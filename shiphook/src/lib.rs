//! Shiphook Library
//!
//! A self-hosted webhook that pulls a repository and runs its deploy
//! command when triggered.

pub mod app;
pub mod config;
pub mod deploy;
pub mod errors;
pub mod filesys;
pub mod logs;
pub mod server;
pub mod utils;
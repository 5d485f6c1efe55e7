//! Layered configuration loading
//!
//! Each field is resolved on its own: the environment wins over the settings
//! file, which wins over the built-in default. A value that fails validation
//! is dropped with a warning and the next source is consulted.

use std::collections::HashMap;
use std::path::{Path, PathBuf};
use std::time::Duration;

use secrecy::SecretString;
use serde_json::{Map, Value};

use crate::config::settings::Settings;
use crate::errors::ShiphookError;
use crate::filesys::file::File;
use crate::logs::LogLevel;

/// Settings file looked up in the current directory when none is requested
pub const DEFAULT_SETTINGS_FILE: &str = "shiphook.json";

/// Environment variable naming an explicit settings file
pub const CONFIG_ENV: &str = "SHIPHOOK_CONFIG";

/// Result of loading settings
#[derive(Debug)]
pub struct LoadedSettings {
    pub settings: Settings,

    /// Settings file that contributed, if any
    pub source: Option<PathBuf>,

    /// Values that were discarded during resolution
    pub warnings: Vec<String>,
}

/// Load settings from the process environment and an optional settings file.
///
/// `config_path` (or `SHIPHOOK_CONFIG`) names a file that must exist. Without
/// one, `shiphook.json` in the current directory is used when present.
pub async fn load_settings(config_path: Option<&Path>) -> Result<LoadedSettings, ShiphookError> {
    let env: HashMap<String, String> = std::env::vars().collect();
    let cwd = std::env::current_dir()?;

    let explicit = config_path
        .map(Path::to_path_buf)
        .or_else(|| env.get(CONFIG_ENV).filter(|p| !p.is_empty()).map(PathBuf::from));

    let file = match explicit {
        Some(path) => {
            let file = File::new(cwd.join(path));
            if !file.exists().await {
                return Err(ShiphookError::ConfigError(format!(
                    "settings file not found: {}",
                    file.path().display()
                )));
            }
            Some(file)
        }
        None => {
            let file = File::new(cwd.join(DEFAULT_SETTINGS_FILE));
            file.exists().await.then_some(file)
        }
    };

    let contents = match &file {
        Some(file) => {
            let value: Value = file.read_json().await?;
            if !value.is_object() {
                return Err(ShiphookError::ConfigError(format!(
                    "settings file {} must contain a JSON object",
                    file.path().display()
                )));
            }
            Some(value)
        }
        None => None,
    };

    let (settings, warnings) = resolve(&env, contents.as_ref(), &cwd);
    Ok(LoadedSettings {
        settings,
        source: file.map(|f| f.path().to_path_buf()),
        warnings,
    })
}

/// Resolve settings from an environment map and optional settings file
/// contents. Pure: no I/O, no process state.
pub fn resolve(
    env: &HashMap<String, String>,
    file: Option<&Value>,
    cwd: &Path,
) -> (Settings, Vec<String>) {
    let mut sources = Sources {
        env,
        file: file.and_then(Value::as_object),
        warnings: Vec::new(),
    };
    let mut settings = Settings::with_defaults(cwd);

    if let Some(port) = sources.pick("SHIPHOOK_PORT", "port", parse_port) {
        settings.port = port;
    }
    if let Some(host) = sources.pick("SHIPHOOK_HOST", "host", parse_non_empty) {
        settings.host = host;
    }
    if let Some(repo_path) = sources.pick("SHIPHOOK_REPO_PATH", "repoPath", parse_non_empty) {
        settings.repo_path = cwd.join(repo_path);
    }
    if let Some(run_script) = sources.pick("SHIPHOOK_RUN_SCRIPT", "runScript", parse_non_empty) {
        settings.run_script = run_script;
    }
    settings.secret = sources
        .pick("SHIPHOOK_SECRET", "secret", parse_secret)
        .map(SecretString::from);
    if let Some(path) = sources.pick("SHIPHOOK_PATH", "path", parse_http_path) {
        settings.path = path;
    }
    if let Some(timeout) = sources.pick("SHIPHOOK_TIMEOUT_SECS", "timeoutSecs", parse_seconds) {
        settings.run_timeout = timeout;
    }
    if let Some(timeout) =
        sources.pick("SHIPHOOK_PULL_TIMEOUT_SECS", "pullTimeoutSecs", parse_seconds)
    {
        settings.pull_timeout = timeout;
    }
    if let Some(level) = sources.pick("SHIPHOOK_LOG_LEVEL", "logLevel", parse_log_level) {
        settings.log_level = level;
    }
    if let Some(json) = sources.pick("SHIPHOOK_LOG_JSON", "logJson", parse_bool) {
        settings.log_json = json;
    }
    settings.log_dir = sources
        .pick("SHIPHOOK_LOG_DIR", "logDir", parse_non_empty)
        .map(|dir| cwd.join(dir));

    (settings, sources.warnings)
}

/// A single raw configuration value, from either source
enum Raw<'a> {
    Env(&'a str),
    File(&'a Value),
}

impl Raw<'_> {
    fn as_str(&self) -> Option<&str> {
        match self {
            Raw::Env(s) => Some(*s),
            Raw::File(v) => v.as_str(),
        }
    }
}

struct Sources<'a> {
    env: &'a HashMap<String, String>,
    file: Option<&'a Map<String, Value>>,
    warnings: Vec<String>,
}

impl Sources<'_> {
    /// Take the first valid value, environment first, then the file.
    ///
    /// `Ok(None)` from `parse` means "explicitly unset" and stops the lookup
    /// without a warning; `Err` discards the value and moves on.
    fn pick<T>(
        &mut self,
        env_key: &str,
        file_key: &str,
        parse: impl Fn(&Raw<'_>) -> Result<Option<T>, String>,
    ) -> Option<T> {
        if let Some(value) = self.env.get(env_key) {
            match parse(&Raw::Env(value)) {
                Ok(parsed) => return parsed,
                Err(reason) => self
                    .warnings
                    .push(format!("ignoring {env_key}={value:?}: {reason}")),
            }
        }

        if let Some(value) = self.file.and_then(|file| file.get(file_key)) {
            if value.is_null() {
                return None;
            }
            match parse(&Raw::File(value)) {
                Ok(parsed) => return parsed,
                Err(reason) => self
                    .warnings
                    .push(format!("ignoring settings file key {file_key:?}: {reason}")),
            }
        }

        None
    }
}

fn parse_port(raw: &Raw<'_>) -> Result<Option<u16>, String> {
    let port = match raw {
        Raw::File(v) if v.is_number() => v.as_u64(),
        _ => raw.as_str().and_then(|s| s.trim().parse::<u64>().ok()),
    };
    port.and_then(|p| u16::try_from(p).ok())
        .map(Some)
        .ok_or_else(|| "expected a port number between 0 and 65535".to_string())
}

fn parse_seconds(raw: &Raw<'_>) -> Result<Option<Duration>, String> {
    let secs = match raw {
        Raw::File(v) if v.is_number() => v.as_u64(),
        _ => raw.as_str().and_then(|s| s.trim().parse::<u64>().ok()),
    };
    match secs {
        Some(secs) if secs > 0 => Ok(Some(Duration::from_secs(secs))),
        _ => Err("expected a positive number of seconds".to_string()),
    }
}

fn parse_non_empty(raw: &Raw<'_>) -> Result<Option<String>, String> {
    match raw.as_str() {
        Some(s) if !s.trim().is_empty() => Ok(Some(s.trim().to_string())),
        Some(_) => Err("value is empty".to_string()),
        None => Err("expected a string".to_string()),
    }
}

fn parse_secret(raw: &Raw<'_>) -> Result<Option<String>, String> {
    match raw.as_str() {
        Some("") => Ok(None),
        Some(s) => Ok(Some(s.to_string())),
        None => Err("expected a string".to_string()),
    }
}

fn parse_http_path(raw: &Raw<'_>) -> Result<Option<String>, String> {
    match raw.as_str().map(str::trim) {
        Some(s) if s.starts_with('/') => Ok(Some(s.to_string())),
        Some(_) => Err("path must start with '/'".to_string()),
        None => Err("expected a string".to_string()),
    }
}

fn parse_log_level(raw: &Raw<'_>) -> Result<Option<LogLevel>, String> {
    raw.as_str()
        .ok_or_else(|| "expected a string".to_string())?
        .parse::<LogLevel>()
        .map(Some)
}

fn parse_bool(raw: &Raw<'_>) -> Result<Option<bool>, String> {
    if let Raw::File(Value::Bool(b)) = raw {
        return Ok(Some(*b));
    }
    match raw.as_str().map(|s| s.trim().to_lowercase()).as_deref() {
        Some("true" | "1" | "yes") => Ok(Some(true)),
        Some("false" | "0" | "no") => Ok(Some(false)),
        _ => Err("expected true or false".to_string()),
    }
}
//! HTTP server setup

use std::future::Future;
use std::net::SocketAddr;
use std::sync::Arc;

use axum::Router;
use tokio::net::TcpListener;
use tokio::task::JoinHandle;
use tower_http::trace::TraceLayer;
use tracing::info;

use crate::app::options::ServerOptions;
use crate::errors::ShiphookError;
use crate::server::handlers::trigger_handler;
use crate::server::state::ServerState;

/// Build the router. The trigger handler does its own method and path
/// matching, so it sits in the fallback slot and sees every request.
pub fn router(state: Arc<ServerState>) -> Router {
    Router::new()
        .fallback(trigger_handler)
        .with_state(state)
        .layer(TraceLayer::new_for_http())
}

/// Start the HTTP server
///
/// Returns the bound address (useful with port 0) and the server task.
pub async fn serve(
    options: &ServerOptions,
    state: Arc<ServerState>,
    shutdown_signal: impl Future<Output = ()> + Send + 'static,
) -> Result<(SocketAddr, JoinHandle<Result<(), ShiphookError>>), ShiphookError> {
    let app = router(state);

    let addr = format!("{}:{}", options.host, options.port);
    info!("Starting HTTP server on {}", addr);

    let listener = TcpListener::bind(&addr)
        .await
        .map_err(|e| ShiphookError::ServerError(format!("failed to bind {}: {}", addr, e)))?;
    let local_addr = listener
        .local_addr()
        .map_err(|e| ShiphookError::ServerError(e.to_string()))?;

    let handle = tokio::spawn(async move {
        axum::serve(listener, app)
            .with_graceful_shutdown(shutdown_signal)
            .await
            .map_err(|e| ShiphookError::ServerError(e.to_string()))
    });

    Ok((local_addr, handle))
}
//! Server state

use std::path::PathBuf;
use std::sync::Arc;

use tokio_util::task::TaskTracker;
use tracing::info;

use crate::deploy::executor::DeployExecutor;
use crate::server::auth::AuthGuard;
use crate::server::route::RouteMatcher;

/// Server state shared across handlers. Immutable apart from the executor's
/// per-repository locks and the set of deploys in flight.
pub struct ServerState {
    pub route: RouteMatcher,
    pub auth: AuthGuard,
    pub executor: Arc<DeployExecutor>,
    pub repo_path: PathBuf,
    pub run_script: String,

    /// Deploy tasks, tracked apart from their requests so shutdown can wait
    /// for them
    pub deploys: TaskTracker,
}

impl ServerState {
    pub fn new(
        route: RouteMatcher,
        auth: AuthGuard,
        executor: Arc<DeployExecutor>,
        repo_path: PathBuf,
        run_script: String,
    ) -> Self {
        Self {
            route,
            auth,
            executor,
            repo_path,
            run_script,
            deploys: TaskTracker::new(),
        }
    }

    /// Stop accepting deploy tasks and wait for the running ones
    pub async fn finish_deploys(&self) {
        self.deploys.close();
        if !self.deploys.is_empty() {
            info!("Waiting for {} deploy(s) to finish", self.deploys.len());
        }
        self.deploys.wait().await;
    }
}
---*---
What the exercise asks: Apply a filter to the listing above so that only lines with "process" are kept, and copy those lines.

Result of the task:
/// Load settings from the process environment and an optional settings file.
/// contents. Pure: no I/O, no process state.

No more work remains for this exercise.